View Full Version : Scars that won't fade...


musicjunkie1310
September 12th, 2013, 10:13 AM
Hey :)
I remember the first time I cut... somewhere in mid January this year... to release all that pain of letting the thought of hater's thoughts getting in your head...
I felt numb.
No feeling.
Except the searing pain on my arm.
My first Strawberry Gash.
And it felt great... releasing all that pent up feelings...
Those scars won't fade, they're too vivid.

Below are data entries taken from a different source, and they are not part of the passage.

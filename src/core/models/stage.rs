//! Certificate stage model

use serde::{Deserialize, Serialize};
use std::fmt;

/// The three credentialing stages of a pathway, in unlock order
#[derive(Debug, Clone, Copy, PartialEq, Eq, PartialOrd, Ord, Hash, Serialize, Deserialize)]
#[serde(rename_all = "kebab-case")]
pub enum CertificateStage {
    /// Stage 1: Professional Graduate Certificate
    ProfessionalGraduate,
    /// Stage 2: Graduate Certificate
    Graduate,
    /// Stage 3: Master's degree completion
    Masters,
}

impl CertificateStage {
    /// All stages in order
    pub const ALL: [Self; 3] = [Self::ProfessionalGraduate, Self::Graduate, Self::Masters];

    /// 1-based stage number
    #[must_use]
    pub const fn number(self) -> u8 {
        match self {
            Self::ProfessionalGraduate => 1,
            Self::Graduate => 2,
            Self::Masters => 3,
        }
    }

    /// Stage that must be complete before this one unlocks
    #[must_use]
    pub const fn previous(self) -> Option<Self> {
        match self {
            Self::ProfessionalGraduate => None,
            Self::Graduate => Some(Self::ProfessionalGraduate),
            Self::Masters => Some(Self::Graduate),
        }
    }

    /// Position in [`CertificateStage::ALL`]
    #[must_use]
    pub const fn index(self) -> usize {
        self.number() as usize - 1
    }

    /// Stage for a 1-based number
    #[must_use]
    pub const fn from_number(number: u8) -> Option<Self> {
        match number {
            1 => Some(Self::ProfessionalGraduate),
            2 => Some(Self::Graduate),
            3 => Some(Self::Masters),
            _ => None,
        }
    }
}

impl fmt::Display for CertificateStage {
    fn fmt(&self, f: &mut fmt::Formatter<'_>) -> fmt::Result {
        match self {
            Self::ProfessionalGraduate => write!(f, "Professional Graduate Certificate"),
            Self::Graduate => write!(f, "Graduate Certificate"),
            Self::Masters => write!(f, "Master's Degree"),
        }
    }
}

/// Course and credit thresholds for one stage
#[derive(Debug, Clone, PartialEq, Serialize, Deserialize)]
pub struct StageRequirement {
    /// Stage these thresholds apply to
    pub stage: CertificateStage,

    /// Required number of courses
    pub required_courses: usize,

    /// Required number of credits
    pub required_credits: f32,
}

impl StageRequirement {
    /// Whether a selection meets or exceeds both thresholds
    #[must_use]
    pub fn is_met_by(&self, course_count: usize, credits: f32) -> bool {
        course_count >= self.required_courses && credits >= self.required_credits
    }

    /// Whether a selection hits both thresholds exactly
    #[must_use]
    pub fn is_exactly(&self, course_count: usize, credits: f32) -> bool {
        course_count == self.required_courses
            && (credits - self.required_credits).abs() < f32::EPSILON
    }

    /// Whether adding one more course of `extra_credits` would overshoot
    #[must_use]
    pub fn would_exceed(&self, course_count: usize, credits: f32, extra_credits: f32) -> bool {
        course_count + 1 > self.required_courses
            || credits + extra_credits > self.required_credits + f32::EPSILON
    }
}
//! Keyed store of per-contract candle windows.
//!
//! The monitor engine owns one `CandleStore` for the lifetime of the
//! process and is its only writer: instruments are processed on a single
//! flow of control, so no interior locking is needed. All mutation is
//! funneled through `initialize` / `append_latest`.

use std::collections::HashMap;

use crate::types::Candle;
use crate::window::{Append, CandleWindow};

pub struct CandleStore {
    windows: HashMap<String, CandleWindow>,
    capacity: usize,
}

impl CandleStore {
    pub fn new(capacity: usize) -> Self {
        Self {
            windows: HashMap::new(),
            capacity,
        }
    }

    /// Seed a contract from a bulk fetch of ascending candles.
    ///
    /// Returns `false` (not ready) when the history is too short; the
    /// contract stays absent and is retried on a later cycle.
    pub fn initialize(&mut self, address: &str, candles: Vec<Candle>) -> bool {
        match CandleWindow::from_history(self.capacity, candles) {
            Some(window) => {
                self.windows.insert(address.to_string(), window);
                true
            }
            None => false,
        }
    }

    /// Offer the newest candle for a contract. `None` when the contract
    /// was never initialized.
    pub fn append_latest(&mut self, address: &str, candle: Candle) -> Option<Append> {
        self.windows
            .get_mut(address)
            .map(|w| w.append_latest(candle))
    }

    pub fn is_ready(&self, address: &str) -> bool {
        self.windows.contains_key(address)
    }

    /// Ascending candles for a contract, if initialized.
    pub fn snapshot(&self, address: &str) -> Option<Vec<Candle>> {
        self.windows.get(address).map(|w| w.snapshot())
    }

    pub fn window(&self, address: &str) -> Option<&CandleWindow> {
        self.windows.get(address)
    }
}
pub mod alignment;
pub mod ema;
pub mod types;

pub use alignment::{AlignmentDetector, Verdict};
pub use types::Signal;
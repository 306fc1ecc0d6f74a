/// Emitted exactly once per bullish-alignment transition.
///
/// Immutable once created; consumed by the notifier.
#[derive(Debug, Clone, PartialEq)]
pub struct Signal {
    /// Token contract address the signal fired for.
    pub address: String,

    /// Close of the candle that completed the alignment.
    pub price: f64,

    pub ema_short: f64,
    pub ema_medium: f64,
    pub ema_long: f64,

    /// Timestamp of that candle, ms since epoch.
    pub candle_ts_ms: u64,

    /// Wall-clock detection time, ms since epoch.
    pub detected_at_ms: u64,
}
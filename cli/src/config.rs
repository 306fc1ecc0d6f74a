use std::time::Duration;

use anyhow::Context as _;

use market::okx::OkxCredentials;

/// Contracts watched when TOKEN_CONTRACTS is not set.
const DEFAULT_CONTRACTS: &[&str] = &[
    "DezXAZ8z7PnrnRJjz3wXBoRgixCa6xjnB7YaB1pPB263", // BONK
    "EKpQGSJtjMFqKZ9KQanSqYXRcF8fBopzLHYxdM65zcjm", // WIF
    "27G8MtK7VtTcCHkpASjSDdkWWYfoqT6ggEuKidVJidD4", // JLP
];

/// Process configuration, read once at startup.
#[derive(Clone, Debug)]
pub struct AppConfig {
    pub okx_api_key: String,
    pub okx_api_secret: String,
    pub okx_passphrase: String,

    pub telegram_bot_token: String,
    pub telegram_chat_id: String,

    /// Market-data API base URL.
    pub base_url: String,

    /// Chain selector for the DEX market API ("501" = Solana).
    pub chain_index: String,

    /// Instrument universe, in processing order.
    pub contracts: Vec<String>,

    pub poll_interval: Duration,
    pub request_delay: Duration,
    pub bar: String,
}

impl AppConfig {
    /// Read configuration from the environment.
    ///
    /// Missing credentials are fatal here, before the scheduler starts;
    /// a running monitor never hits a configuration error.
    pub fn from_env() -> anyhow::Result<Self> {
        let poll_interval_secs = optional_parsed("POLL_INTERVAL_SECS", 300)?;
        let request_delay_ms = optional_parsed("REQUEST_DELAY_MS", 1_000)?;

        let contracts = match std::env::var("TOKEN_CONTRACTS") {
            Ok(raw) => raw
                .split(',')
                .map(|s| s.trim().to_string())
                .filter(|s| !s.is_empty())
                .collect(),
            Err(_) => DEFAULT_CONTRACTS.iter().map(|s| s.to_string()).collect(),
        };

        Ok(Self {
            okx_api_key: required("OKX_API_KEY")?,
            okx_api_secret: required("OKX_API_SECRET")?,
            okx_passphrase: required("OKX_API_PASSPHRASE")?,
            telegram_bot_token: required("TELEGRAM_BOT_TOKEN")?,
            telegram_chat_id: required("TELEGRAM_CHAT_ID")?,
            base_url: std::env::var("OKX_BASE_URL")
                .unwrap_or_else(|_| "https://web3.okx.com".to_string()),
            chain_index: std::env::var("CHAIN_INDEX").unwrap_or_else(|_| "501".to_string()),
            contracts,
            poll_interval: Duration::from_secs(poll_interval_secs),
            request_delay: Duration::from_millis(request_delay_ms),
            bar: std::env::var("CANDLE_BAR").unwrap_or_else(|_| "5m".to_string()),
        })
    }

    pub fn credentials(&self) -> OkxCredentials {
        OkxCredentials {
            api_key: self.okx_api_key.clone(),
            api_secret: self.okx_api_secret.clone(),
            passphrase: self.okx_passphrase.clone(),
        }
    }
}

fn required(name: &'static str) -> anyhow::Result<String> {
    std::env::var(name).with_context(|| format!("missing required env var {name}"))
}

fn optional_parsed(name: &'static str, default: u64) -> anyhow::Result<u64> {
    match std::env::var(name) {
        Ok(raw) => raw
            .parse()
            .with_context(|| format!("invalid {name}: {raw}")),
        Err(_) => Ok(default),
    }
}
//! Alert delivery.
//!
//! The engine talks to [`AlertSink`] only; delivery failures are reported
//! as [`NotifyError`] and logged by the caller — a broken chat must never
//! take the monitoring loop down.

pub mod format;
pub mod telegram;

use async_trait::async_trait;
use thiserror::Error;

#[derive(Error, Debug)]
pub enum NotifyError {
    #[error("http error: {0}")]
    Http(#[from] reqwest::Error),

    #[error("telegram rejected message: {0}")]
    Rejected(String),
}

/// Delivery seam for formatted alert messages.
#[async_trait]
pub trait AlertSink: Send + Sync {
    async fn send(&self, text: &str) -> Result<(), NotifyError>;
}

Anyone else feel this way?

Harley Quinn
September 12th, 2013, 10:16 AM
I have scars all over my body that I do sometimes wish never existed, but they're part of me now and I'm not ashamed of them. Sure, they look horrible and whatever but they're me. Even if the physical scars fade, the mental ones never do. I remember the reason for each scar on my body and I won't forget those. I don't think I'd be me without the damage to my body, as sad as that sounds I just don't. There are some I wish never existed and they do make me hate myself, but in time I know I'll learn to accept them as part of me.

1_21Guns
September 12th, 2013, 11:02 AM
Most, and I say most but pretty much all of my scars have faded now, I can still see the ones on my arm because I know that they're there, but to someone that wouldn't know they couldn't see them. The mental scars, not so much. I don't think those will ever fade away, fortunately I know no cut, burn or anything else could make my mental pain disappear.